Court Opinion

ID: 9664223
Source: CourtListenerOpinion
Date Created: 2023-08-24 00:08:07.733871+00
Date Added: 2024-06-11T12:55:18.685348
License: Public Domain

PIERCE, Justice,
specially concurring:
¶ 20. Although I fully concur with the majority opinion, I am compelled to write separately to address the issue of deferential review. The dissent, in concluding that the trial court erred in finding that “good cause” was not present, bases its analysis on this Court’s holding in Jenkins v. Oswald, 3 So.3d 746 (Miss.2009). Curiously absent from the dissent’s analysis is a discussion of the deference this Court owes a trial court in finding whether good cause was present in a particular matter.
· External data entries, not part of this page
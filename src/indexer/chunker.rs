//! Page-aware fixed-window chunker
//!
//! Pages are joined with a blank line, cut into overlapping character
//! windows, and every window remembers which pages it spans.

use crate::index::PageRange;

const PAGE_SEPARATOR: &str = "\n\n";

/// A window of book text with the pages it covers
#[derive(Debug, Clone, PartialEq)]
pub struct PageChunk {
    pub text: String,
    /// Start char offset in the joined text
    pub start: usize,
    /// End char offset (exclusive)
    pub end: usize,
    /// Chunk index within the document
    pub index: usize,
    pub pages: PageRange,
}

#[derive(Debug, Clone, Copy)]
pub struct PageChunker {
    /// Window size in characters
    chunk_size: usize,
    /// Characters shared by consecutive windows
    overlap: usize,
}

impl Default for PageChunker {
    fn default() -> Self {
        Self {
            chunk_size: 1200, // ~200-250 tokens
            overlap: 200,
        }
    }
}

impl PageChunker {
    pub fn new(chunk_size: usize, overlap: usize) -> Self {
        Self {
            chunk_size: chunk_size.max(1),
            overlap,
        }
    }

    pub fn chunk_size(&self) -> usize {
        self.chunk_size
    }

    pub fn overlap(&self) -> usize {
        self.overlap
    }

    /// Distance between consecutive window starts
    pub fn step(&self) -> usize {
        self.chunk_size.saturating_sub(self.overlap).max(1)
    }

    /// Chunk `(page_number, text)` pairs. Blank windows are dropped.
    pub fn chunk_pages(&self, pages: &[(u32, String)]) -> Vec<PageChunk> {
        if pages.is_empty() {
            return vec![];
        }

        // (page number, first char offset of that page)
        let mut page_starts: Vec<(u32, usize)> = Vec::with_capacity(pages.len());
        let mut chars: Vec<char> = Vec::new();
        for (i, (page_no, text)) in pages.iter().enumerate() {
            if i > 0 {
                chars.extend(PAGE_SEPARATOR.chars());
            }
            page_starts.push((*page_no, chars.len()));
            chars.extend(text.chars());
        }

        let page_at = |pos: usize| -> u32 {
            let idx = page_starts
                .partition_point(|&(_, start)| start <= pos)
                .saturating_sub(1);
            page_starts[idx].0
        };

        let n = chars.len();
        let mut chunks = Vec::new();
        let mut start = 0;
        while start < n {
            let end = (start + self.chunk_size).min(n);
            let text: String = chars[start..end].iter().collect();

            if !text.trim().is_empty() {
                chunks.push(PageChunk {
                    text,
                    start,
                    end,
                    index: chunks.len(),
                    pages: PageRange::new(page_at(start), page_at(end - 1)),
                });
            }

            // later windows would sit entirely inside this one
            if end == n {
                break;
            }
            start += self.step();
        }

        chunks
    }
}
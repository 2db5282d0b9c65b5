//! BookRag: client-side retrieval-augmented Q&A over a book index
//!
//! Everything runs in the browser tab: a precomputed index of book passages
//! is fetched once, questions are embedded locally, the closest passages are
//! found by dot product, and a local chat model answers from those passages
//! only, with book and page citations.
//!
//! # Architecture
//!
//! - `index/` - DocumentIndex: index JSON loading and validation
//! - `embeddings/` - Embedder trait, tract ONNX embedder, JS output decoding
//! - `retrieval/` - Dot-product top-k over the whole index
//! - `prompt.rs` - Two-message grounded prompt
//! - `generation/` - Generator: candidate fallback, busy gate, reload-and-retry
//! - `session/` - RagSession: one question end to end, status reporting
//! - `render.rs` - HTML escaping and source list rendering
//! - `indexer/` - Offline index builder (page-aware chunking + batch embedding)
//! - `wasm.rs` - RagApp and the JS runtime adapters
//! - `logging.rs` - `tracing` events to the browser console
//!
//! # Usage (WASM)
//! ```javascript,ignore
//! import init, { RagApp } from 'bookrag';
//! import { pipeline } from '@xenova/transformers';
//! import { CreateMLCEngine, prebuiltAppConfig } from '@mlc-ai/web-llm';
//!
//! await init();
//!
//! const extractor = await pipeline('feature-extraction', 'Xenova/all-MiniLM-L6-v2');
//! const app = new RagApp(
//!   { indexUrl: 'index.json' },
//!   (text, opts) => extractor(text, opts),
//!   (modelId, opts) => CreateMLCEngine(modelId, opts),
//!   () => prebuiltAppConfig.model_list.map(m => m.model_id),
//!   (status) => { statusEl.textContent = status.message; },
//! );
//!
//! await app.init();
//! const result = await app.ask('Why did Thoreau go to the woods?', 5);
//! answerEl.textContent = result.answer;
//! sourcesEl.innerHTML = result.sourcesHtml;
//! ```

pub mod config;
pub mod embeddings;
pub mod error;
pub mod generation;
pub mod index;
pub mod indexer;
#[cfg(feature = "console-tracing")]
pub mod logging;
pub mod prompt;
pub mod render;
pub mod retrieval;
pub mod session;
pub mod wasm;

#[cfg(test)]
mod testing;

pub use config::RagConfig;
pub use embeddings::{Embedder, OnnxEmbedder};
pub use error::{EmbedError, GenerationError, IndexError, RagError, RetrievalError};
pub use generation::{ChatBackend, ChatEngine, Generator};
pub use index::{DocumentIndex, IndexFile, IndexRecord, PageRange};
pub use indexer::{IndexBuildConfig, IndexBuilder, PageDocument};
pub use prompt::{build_prompt, ChatMessage};
pub use render::escape_html;
pub use retrieval::{clamp_top_k, top_k_similar, Citation, ScoredPassage};
pub use session::{Answer, AskOutcome, RagSession, Status};

use wasm_bindgen::prelude::*;

// When the `wee_alloc` feature is enabled, use `wee_alloc` as the global
// allocator for smaller WASM bundle size.
#[cfg(feature = "wee_alloc")]
#[global_allocator]
static ALLOC: wee_alloc::WeeAlloc = wee_alloc::WeeAlloc::INIT;

/// Initialize panic hook and console logging for the browser
#[wasm_bindgen(start)]
pub fn main() {
    #[cfg(feature = "console_error_panic_hook")]
    console_error_panic_hook::set_once();

    #[cfg(feature = "console-tracing")]
    logging::init_console_logging(tracing::Level::INFO);
}

/// Get version information
#[wasm_bindgen]
pub fn version() -> String {
    format!("bookrag v{}", env!("CARGO_PKG_VERSION"))
}
/// Dot product. For unit-length vectors this is the cosine similarity.
///
/// Lengths are expected to match; extra trailing elements are ignored.
pub fn dot(a: &[f32], b: &[f32]) -> f32 {
    let n = a.len().min(b.len());
    let (a, b) = (&a[..n], &b[..n]);

    let mut sum = 0.0;
    let mut i = 0;

    // Unrolling 4
    while i + 3 < n {
        sum += a[i] * b[i] + a[i + 1] * b[i + 1] + a[i + 2] * b[i + 2] + a[i + 3] * b[i + 3];
        i += 4;
    }

    while i < n {
        sum += a[i] * b[i];
        i += 1;
    }

    sum
}

#[cfg(test)]
mod tests {
    use super::*;

    #[test]
    fn test_dot_identical_unit() {
        let v = [0.5, 0.5, 0.5, 0.5];
        assert!((dot(&v, &v) - 1.0).abs() < 1e-6);
    }

    #[test]
    fn test_dot_orthogonal() {
        assert!(dot(&[1.0, 0.0], &[0.0, 1.0]).abs() < 1e-6);
    }

    #[test]
    fn test_dot_remainder_path() {
        // 4 unrolled + 1 remainder
        let a = [1.0, 2.0, 3.0, 4.0, 5.0];
        let b = [1.0, 1.0, 1.0, 1.0, 2.0];
        assert!((dot(&a, &b) - 20.0).abs() < 1e-6);
    }

    #[test]
    fn test_dot_empty() {
        assert_eq!(dot(&[], &[]), 0.0);
    }
}
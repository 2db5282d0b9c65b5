use std::cell::RefCell;
use std::rc::Rc;

use futures::executor::block_on;

use super::*;
use crate::testing::{no_progress, ScriptedBackend};

fn models(ids: &[&str]) -> Vec<String> {
    ids.iter().map(|s| s.to_string()).collect()
}

fn prompt() -> Vec<ChatMessage> {
    vec![ChatMessage::system("s"), ChatMessage::user("u")]
}

fn loaded(backend: ScriptedBackend) -> Generator<ScriptedBackend> {
    let generator = Generator::new(backend, SamplingParams::default());
    block_on(generator.load(&models(&["m1"]), no_progress())).unwrap();
    generator
}

#[test]
fn test_load_first_candidate() {
    let generator = Generator::new(ScriptedBackend::default(), SamplingParams::default());
    assert_eq!(generator.state(), EngineState::NotReady);

    let chosen = block_on(generator.load(&models(&["a", "b"]), no_progress())).unwrap();
    assert_eq!(chosen, "a");
    assert_eq!(generator.model_id().as_deref(), Some("a"));
    assert_eq!(generator.state(), EngineState::Ready);
    assert_eq!(generator.backend().calls.creates.get(), 1);
}

#[test]
fn test_load_falls_back_in_order() {
    let backend = ScriptedBackend::default().broken("a").broken("b");
    let generator = Generator::new(backend, SamplingParams::default());

    let chosen = block_on(generator.load(&models(&["a", "b", "c"]), no_progress())).unwrap();
    assert_eq!(chosen, "c");
    assert_eq!(generator.backend().calls.creates.get(), 3);
}

#[test]
fn test_load_all_fail_carries_last_error() {
    let backend = ScriptedBackend::default().broken("a").broken("b");
    let generator = Generator::new(backend, SamplingParams::default());

    let err = block_on(generator.load(&models(&["a", "b"]), no_progress())).unwrap_err();
    assert_eq!(
        err,
        GenerationError::AllCandidatesFailed {
            last: "cannot load b".to_string()
        }
    );
    assert_eq!(generator.state(), EngineState::NotReady);
    assert!(generator.model_id().is_none());
}

#[test]
fn test_load_without_candidates() {
    let generator = Generator::new(ScriptedBackend::default(), SamplingParams::default());
    assert_eq!(
        block_on(generator.load(&[], no_progress())).unwrap_err(),
        GenerationError::NoCandidates
    );
}

#[test]
fn test_load_reports_progress() {
    let seen = Rc::new(RefCell::new(Vec::new()));
    let sink = seen.clone();
    let progress: ProgressFn = Rc::new(move |p: LoadProgress| sink.borrow_mut().push(p.text));

    let generator = Generator::new(ScriptedBackend::default(), SamplingParams::default());
    block_on(generator.load(&models(&["m1"]), progress)).unwrap();
    assert_eq!(*seen.borrow(), vec!["m1 loaded".to_string()]);
}

#[test]
fn test_gate_states() {
    let generator = Generator::new(ScriptedBackend::default(), SamplingParams::default());
    assert_eq!(generator.begin().err(), Some(Gate::NotReady));

    block_on(generator.load(&models(&["m1"]), no_progress())).unwrap();
    {
        let _guard = generator.begin().unwrap();
        assert!(generator.is_busy());
        assert_eq!(generator.begin().err(), Some(Gate::Busy));
    }
    assert_eq!(generator.state(), EngineState::Ready);
    assert!(generator.begin().is_ok());
}

#[test]
fn test_complete_uses_fixed_sampling() {
    let generator = loaded(ScriptedBackend::answering(&["forty-two"]));
    let guard = generator.begin().unwrap();

    let text = block_on(generator.complete(&guard, &prompt())).unwrap();
    assert_eq!(text, "forty-two");

    let calls = &generator.backend().calls;
    assert_eq!(calls.completes.get(), 1);
    assert_eq!(
        calls.last_params.get(),
        Some(SamplingParams {
            temperature: 0.2,
            max_tokens: 512
        })
    );
    assert_eq!(*calls.last_messages.borrow(), prompt());
}

#[test]
fn test_missing_content_uses_placeholder() {
    let backend = ScriptedBackend::default();
    backend.push(Ok(None));
    backend.push(Ok(Some("   ".to_string())));
    let generator = loaded(backend);
    let guard = generator.begin().unwrap();

    assert_eq!(block_on(generator.complete(&guard, &prompt())).unwrap(), NO_RESPONSE);
    assert_eq!(block_on(generator.complete(&guard, &prompt())).unwrap(), NO_RESPONSE);
}

#[test]
fn test_unloaded_model_recreated_once_then_retried() {
    let backend = ScriptedBackend::default();
    backend.push(Err(GenerationError::ModelUnloaded("Model not loaded".into())));
    backend.push(Ok(Some("second try".to_string())));
    let generator = loaded(backend);
    let guard = generator.begin().unwrap();

    let text = block_on(generator.complete(&guard, &prompt())).unwrap();
    assert_eq!(text, "second try");
    assert_eq!(generator.reload_count(), 1);

    let calls = &generator.backend().calls;
    assert_eq!(calls.completes.get(), 2);
    // initial load + one rebuild
    assert_eq!(calls.creates.get(), 2);
    assert_eq!(generator.model_id().as_deref(), Some("m1"));
}

#[test]
fn test_unloaded_model_reloaded_in_place() {
    let backend = ScriptedBackend::default().in_place_reload();
    backend.push(Err(GenerationError::ModelUnloaded("Model not loaded".into())));
    backend.push(Ok(Some("after reload".to_string())));
    let generator = loaded(backend);
    let guard = generator.begin().unwrap();

    assert_eq!(
        block_on(generator.complete(&guard, &prompt())).unwrap(),
        "after reload"
    );
    let calls = &generator.backend().calls;
    assert_eq!(calls.reloads.get(), 1);
    assert_eq!(calls.creates.get(), 1);
}

#[test]
fn test_second_unload_propagates() {
    let backend = ScriptedBackend::default();
    backend.push(Err(GenerationError::ModelUnloaded("gone".into())));
    backend.push(Err(GenerationError::ModelUnloaded("still gone".into())));
    backend.push(Ok(Some("never reached".to_string())));
    let generator = loaded(backend);
    let guard = generator.begin().unwrap();

    let err = block_on(generator.complete(&guard, &prompt())).unwrap_err();
    assert_eq!(err, GenerationError::ModelUnloaded("still gone".into()));
    assert_eq!(generator.reload_count(), 1);
    assert_eq!(generator.backend().calls.completes.get(), 2);
}

#[test]
fn test_fatal_error_not_retried() {
    let backend = ScriptedBackend::default();
    backend.push(Err(GenerationError::Fatal("device lost".into())));
    let generator = loaded(backend);

    {
        let guard = generator.begin().unwrap();
        let err = block_on(generator.complete(&guard, &prompt())).unwrap_err();
        assert_eq!(err, GenerationError::Fatal("device lost".into()));
    }
    assert_eq!(generator.reload_count(), 0);
    assert_eq!(generator.state(), EngineState::Ready);
}

#[test]
fn test_select_candidates() {
    let configured = models(&["a", "b", "c"]);

    assert_eq!(select_candidates(&configured, &[]), configured);
    assert_eq!(
        select_candidates(&configured, &models(&["c", "x", "a"])),
        models(&["a", "c"])
    );
    assert_eq!(
        select_candidates(&configured, &models(&["x", "y"])),
        models(&["x", "y"])
    );
    assert_eq!(select_candidates(&[], &models(&["x"])), models(&["x"]));
}

#[test]
fn test_load_progress_accepts_runtime_shape() {
    let p: LoadProgress =
        serde_json::from_str(r#"{ "progress": 0.5, "text": "Fetching shard 3/9", "timeElapsed": 4 }"#)
            .unwrap();
    assert_eq!(p.fraction, Some(0.5));
    assert_eq!(p.text, "Fetching shard 3/9");
}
As I stated in a special concurrence in Jenkins, “[i]t cannot be overstated that our trial courts are entitled to ‘deferential review* in matters that require a discretionary ruling.” Jenkins, 3 So.3d at 751 (Pierce, J. specially concurring) (citing Rains v. Gardner, 731 So.2d 1192, 1197-98 (Miss.1999)). Under this Court’s limited scope of review, it cannot be said that the trial court abused its discretion in the present matter.
RANDOLPH, LAMAR AND CHANDLER, JJ., JOIN THIS OPINION.